What does this mean for the “average”
Christian living in Australia today? Does it mean preparing
to get their hands dirty?
“Yes of course. But...Australia is almost a bad place
to come because your government has done a pretty good job
of responding to the needs of the poor. The proportion of
your federal budget that is set aside to help poor people
in the world is 0.28 per cent. They’re thinking of doubling
that so it gets over one half of one per cent, which would
be enormous. The United States, on the other hand...- this
is the richest country on the face of the earth - we’re
spending $US2 billion a week on the war in Iraq and here’s
what we’re doing - we’re giving 0.04 per cent
of our federal budget to help the poor of the world. We’re
not doing what needs to be done.
“What I think the people of Australia need to recognise
is that next year the G8 nations will be holding their meetings
in your country. When they were held in Birmingham, England,
tens of thousands of Christians turned out and had a silent
prayer vigil in front of the building, calling for the G8
nations to cancel Third World debts and it was incredibly
successful. Clare Short, (a former Secretary of State for
International Development in the UK), says categorically that
if it hadn’t been for the Christians - and she’s
not a Christian - that if it hadn’t been for the Christians
demonstrating as they did with dignity, with peace and with
caring and prayer, that cancellation of debts would never
have begun. So that’s the kind of thing we need to begin
to do. We need to be into that, we need to be increasing aid
to Third World countries and I hope your country, which is
doing very well, can do even better...I do hope the plan to
double (the proportion of the federal budget given in overseas
aid) is actualised.”
There’s a quote I want to run past you. You
apparently started many speeches in the Eighties with the
words: "I have three things I'd like to say today. First,
while you were sleeping last night, 30,000 kids died of starvation
or diseases related to malnutrition. Second, most of you don't
give a s**t.
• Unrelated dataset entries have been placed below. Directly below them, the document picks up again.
//! Dispatcher error types

use thiserror::Error;

/// Dispatcher-specific errors
#[derive(Debug, Error)]
pub enum DispatcherError {
    /// Sink creation error
    #[error("failed to create sink '{name}': {message}")]
    SinkCreation { name: String, message: String },

    /// Sink error (from contract)
    #[error("sink error: {0}")]
    Contract(#[from] contracts::ContractError),
}

impl DispatcherError {
    /// Create a sink creation error
    pub fn sink_creation(name: impl Into<String>, message: impl Into<String>) -> Self {
        Self::SinkCreation {
            name: name.into(),
            message: message.into(),
        }
    }
}
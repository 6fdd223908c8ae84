//! # Bug Reporter CLI
//!
//! 命令行接口入口点。
//!
//! 提供：
//! - 配置加载与验证
//! - 诊断信息查看
//! - 手动上报与 panic 演练

mod cli;
mod commands;

use anyhow::Result;
use clap::Parser;
use observability::ObservabilityConfig;
use tracing::info;

use cli::{Cli, Commands};
use commands::{run_crash, run_info, run_report, run_validate};

#[tokio::main]
async fn main() -> Result<()> {
    // Load .env file if present
    dotenvy::dotenv().ok();

    let cli = Cli::parse();

    // Initialize logging based on CLI options
    init_logging(&cli)?;

    info!(version = env!("CARGO_PKG_VERSION"), "Bug Reporter CLI starting");

    // Execute command
    let result = match &cli.command {
        Commands::Validate(args) => run_validate(args),
        Commands::Info(args) => run_info(args),
        Commands::Report(args) => run_report(args).await,
        Commands::Crash(args) => run_crash(args).await,
    };

    if let Err(ref e) = result {
        tracing::error!(error = %e, "Command failed");
    }

    result
}

/// Initialize logging and metrics based on CLI options
fn init_logging(cli: &Cli) -> Result<()> {
    let default_log_level = if cli.quiet {
        "warn"
    } else {
        match cli.verbose {
            0 => "info",
            1 => "debug",
            _ => "trace",
        }
    };

    observability::init_with_config(ObservabilityConfig {
        log_format: cli.log_format.into(),
        metrics_port: cli.metrics_port,
        default_log_level: default_log_level.to_string(),
    })
}
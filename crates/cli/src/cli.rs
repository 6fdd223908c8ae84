//! CLI argument definitions using clap.

use clap::{Parser, Subcommand, ValueEnum};
use contracts::NotificationPolicy;
use std::path::PathBuf;

/// Bug Reporter - unhandled error capture and reporting pipeline
#[derive(Parser, Debug)]
#[command(
    name = "bug-reporter",
    author,
    version,
    about = "Unhandled error capture and reporting pipeline",
    long_about = "Captures unhandled errors, builds a diagnostic report and delivers it\n\
                  to every configured sink (file, event log, mail, HTTP).\n\n\
                  Use `report` to send a hand-built error and `crash` to exercise\n\
                  the panic hook."
)]
pub struct Cli {
    /// Increase logging verbosity (-v for debug, -vv for trace)
    #[arg(short, long, action = clap::ArgAction::Count, global = true, env = "BUG_REPORTER_VERBOSE")]
    pub verbose: u8,

    /// Suppress all output except errors
    #[arg(short, long, global = true, conflicts_with = "verbose")]
    pub quiet: bool,

    /// Log output format
    #[arg(
        long,
        value_enum,
        default_value = "compact",
        global = true,
        env = "BUG_REPORTER_LOG_FORMAT"
    )]
    pub log_format: LogFormat,

    /// Prometheus metrics port (disabled when unset)
    #[arg(long, global = true, env = "BUG_REPORTER_METRICS_PORT")]
    pub metrics_port: Option<u16>,

    #[command(subcommand)]
    pub command: Commands,
}

/// Available CLI commands
#[derive(Subcommand, Debug)]
pub enum Commands {
    /// Validate configuration file
    Validate(ValidateArgs),

    /// Display configuration and the current diagnostic snapshot
    Info(InfoArgs),

    /// Send a hand-built error through the reporter
    Report(ReportArgs),

    /// Panic on a worker thread with the panic hook installed
    Crash(CrashArgs),
}

/// Arguments for the `validate` command
#[derive(Parser, Debug)]
pub struct ValidateArgs {
    /// Path to configuration file to validate
    #[arg(short, long, default_value = "bug-reporter.toml", env = "BUG_REPORTER_CONFIG")]
    pub config: PathBuf,

    /// Output validation result as JSON
    #[arg(long)]
    pub json: bool,
}

/// Arguments for the `info` command
#[derive(Parser, Debug)]
pub struct InfoArgs {
    /// Path to configuration file
    #[arg(short, long, default_value = "bug-reporter.toml", env = "BUG_REPORTER_CONFIG")]
    pub config: PathBuf,

    /// Output as JSON
    #[arg(long)]
    pub json: bool,

    /// List loaded modules
    #[arg(long)]
    pub modules: bool,
}

/// Options shared by the commands that dispatch reports
#[derive(Parser, Debug, Clone)]
pub struct DispatchArgs {
    /// Path to configuration file
    #[arg(short, long, default_value = "bug-reporter.toml", env = "BUG_REPORTER_CONFIG")]
    pub config: PathBuf,

    /// Override the configured notification policy
    #[arg(long)]
    pub policy: Option<NotificationPolicy>,

    /// Answer "yes" to the Ask prompt without asking
    #[arg(short, long)]
    pub yes: bool,

    /// Use a native message box for prompts
    #[cfg(feature = "native-dialog")]
    #[arg(long)]
    pub dialog: bool,

    /// Seconds to wait for delivery to finish
    #[arg(long, default_value = "60")]
    pub timeout: u64,
}

/// Arguments for the `report` command
#[derive(Parser, Debug)]
pub struct ReportArgs {
    #[command(flatten)]
    pub dispatch: DispatchArgs,

    /// Kind of the outermost error
    #[arg(long, default_value = "ManualReport")]
    pub kind: String,

    /// Message of the outermost error
    #[arg(short, long, default_value = "Manual error report")]
    pub message: String,

    /// Inner cause message; repeat to nest deeper (outermost first)
    #[arg(long = "cause")]
    pub causes: Vec<String>,

    /// Output the dispatch summary as JSON
    #[arg(long)]
    pub json: bool,
}

/// Arguments for the `crash` command
#[derive(Parser, Debug)]
pub struct CrashArgs {
    #[command(flatten)]
    pub dispatch: DispatchArgs,

    /// Panic message
    #[arg(short, long, default_value = "simulated crash")]
    pub message: String,
}

/// Log output format
#[derive(ValueEnum, Clone, Copy, Debug, Default)]
pub enum LogFormat {
    /// JSON structured logging
    Json,
    /// Human-readable pretty format
    Pretty,
    /// Compact single-line format
    #[default]
    Compact,
}

impl From<LogFormat> for observability::LogFormat {
    fn from(format: LogFormat) -> Self {
        match format {
            LogFormat::Json => Self::Json,
            LogFormat::Pretty => Self::Pretty,
            LogFormat::Compact => Self::Compact,
        }
    }
}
What's worse is that you're more upset with the
fact that I said s**t than the fact that 30,000 kids died
last night."
“Yes, that statement has become rather famous hasn’t
it? I think it’s true. I think our Christianity has
been reduced into just making us into nice people...I don’t
advocate using four letter words unless absolutely necessary
but the truth is that being a Christian is more than just
being nice and being polite and using the right language,
it’s allowing your heart to be broken by the things
that break the heart of Jesus...There are thousands and thousands
of kids who everyday die because of starvation or diseases
related to malnutrition and we could stop it if we had the
will. We have the resources, we have the technology, we can
stop world hunger, we can make poverty history. The resources
are there, it can be done and, the fact is, that if we as
Christians do not see that the Christ of history wants to
move through us to reach this goal of making poverty history,
then we’re not in touch with the Biblical Jesus because
in the New Testament there are 2,000 verses of Scripture that
call on us to respond to the needs of the poor. So, yeah,
I made that statement and it haunts me down through the ages.
I first made it at Wheaton College and I went back to Wheaton
College 20 years later and, as I’m being driven to the
call to speak, a student says ‘Dr Campolo, did you really
say s**t in chapel at Wheaton College?’. It was 20 years
ago and they’re still taking about it...”
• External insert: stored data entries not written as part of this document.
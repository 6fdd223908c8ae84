//! `info` command implementation.

use anyhow::{Context, Result};
use contracts::{NotificationPolicy, ReporterConfig};
use diagnostics::{format_duration, DiagnosticSnapshot, SnapshotCollector};
use serde::Serialize;
use tracing::info;

use super::load_config;
use crate::cli::InfoArgs;

const MIB: u64 = 1024 * 1024;

/// Configuration info for JSON output
#[derive(Serialize)]
struct ConfigInfo {
    app: String,
    version: String,
    notification: NotificationPolicy,
    worker_threads: usize,
    sinks: Vec<SinkInfo>,
    environment: EnvironmentInfo,
}

#[derive(Serialize)]
struct SinkInfo {
    name: String,
    sink_type: String,
    params: Vec<String>,
}

#[derive(Serialize)]
struct EnvironmentInfo {
    host_name: String,
    user_name: String,
    os: String,
    locale: String,
    system_uptime: String,
    process_uptime: String,
    #[serde(skip_serializing_if = "Option::is_none")]
    total_memory_mb: Option<u64>,
    #[serde(skip_serializing_if = "Option::is_none")]
    available_memory_mb: Option<u64>,
    module_count: usize,
    #[serde(skip_serializing_if = "Vec::is_empty")]
    modules: Vec<String>,
}

/// Execute the `info` command
pub fn run_info(args: &InfoArgs) -> Result<()> {
    info!(config = %args.config.display(), "Loading configuration info");

    let config = load_config(&args.config)?;
    let snapshot = SnapshotCollector::new().collect(&config.app);

    if args.json {
        let info = build_config_info(&config, &snapshot, args);
        let json =
            serde_json::to_string_pretty(&info).context("Failed to serialize config info")?;
        println!("{}", json);
    } else {
        print_config_info(&config, &snapshot, args);
    }

    Ok(())
}

fn build_config_info(
    config: &ReporterConfig,
    snapshot: &DiagnosticSnapshot,
    args: &InfoArgs,
) -> ConfigInfo {
    let sinks = config
        .sinks
        .iter()
        .map(|s| {
            let mut params: Vec<String> = s.params.keys().cloned().collect();
            params.sort();
            SinkInfo {
                name: s.name.clone(),
                sink_type: format!("{:?}", s.sink_type),
                params,
            }
        })
        .collect();

    let modules = if args.modules {
        snapshot
            .modules
            .iter()
            .map(|m| format!("{} {}", m.path, m.version))
            .collect()
    } else {
        Vec::new()
    };

    ConfigInfo {
        app: config.app.name.clone(),
        version: config.app.version.clone(),
        notification: config.notification,
        worker_threads: config.worker_threads,
        sinks,
        environment: EnvironmentInfo {
            host_name: snapshot.host_name.clone(),
            user_name: snapshot.user_name.clone(),
            os: snapshot.os.clone(),
            locale: snapshot.locale.clone(),
            system_uptime: format_duration(snapshot.system_uptime),
            process_uptime: format_duration(snapshot.process_uptime),
            total_memory_mb: snapshot.memory.map(|m| m.total_bytes / MIB),
            available_memory_mb: snapshot.memory.map(|m| m.available_bytes / MIB),
            module_count: snapshot.modules.len(),
            modules,
        },
    }
}

fn print_config_info(config: &ReporterConfig, snapshot: &DiagnosticSnapshot, args: &InfoArgs) {
    println!("╔══════════════════════════════════════════════════════════════╗");
    println!("║               Bug Reporter Configuration                     ║");
    println!("╚══════════════════════════════════════════════════════════════╝\n");

    println!("📦 Application");
    println!("   ├─ Name: {}", config.app.name);
    println!("   ├─ Version: {}", config.app.version);
    println!("   ├─ Notification: {}", config.notification);
    println!("   └─ Worker threads: {}", config.worker_threads);

    println!("\n📤 Sinks ({})", config.sinks.len());
    for (i, sink) in config.sinks.iter().enumerate() {
        let prefix = if i == config.sinks.len() - 1 { "└─" } else { "├─" };
        println!("   {} {} ({:?})", prefix, sink.name, sink.sink_type);
    }

    println!("\n🖥  Environment");
    println!("   ├─ Computer: {}", snapshot.host_name);
    println!("   ├─ User: {}", snapshot.user_name);
    println!("   ├─ OS: {}", snapshot.os);
    println!("   ├─ Culture: {}", snapshot.locale);
    println!("   ├─ System up time: {}", format_duration(snapshot.system_uptime));
    if let Some(memory) = snapshot.memory {
        println!(
            "   ├─ Memory: {}Mb available of {}Mb",
            memory.available_bytes / MIB,
            memory.total_bytes / MIB
        );
    }
    println!("   └─ Loaded modules: {}", snapshot.modules.len());

    if args.modules {
        for module in &snapshot.modules {
            println!("      {} {}", module.path, module.version);
        }
    }

    println!();
}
Why is it, do you think, that we Christians have often
missed the wood for the trees in the sense that we’ve
been very good on some issues, yet issues like global poverty
- and, as you say, there are 2,000 references in the Bible
- are often missed. Why do you think that’s the case?
“I think there are a variety of reasons. First of all,
there’s the whole ethos that exists in a country like
the United States and in Australia. I find that of all the
countries I visit, no country is more similar to the United
States than Australia. We’re both very similar in our
attitudes towards life. And both of our countries have been
created through rugged individualism. People came over here
and, as individualists, they made their way, they worked hard,
they invested and they created life for themselves and so
their prosperity has been the result of individualistic achievement.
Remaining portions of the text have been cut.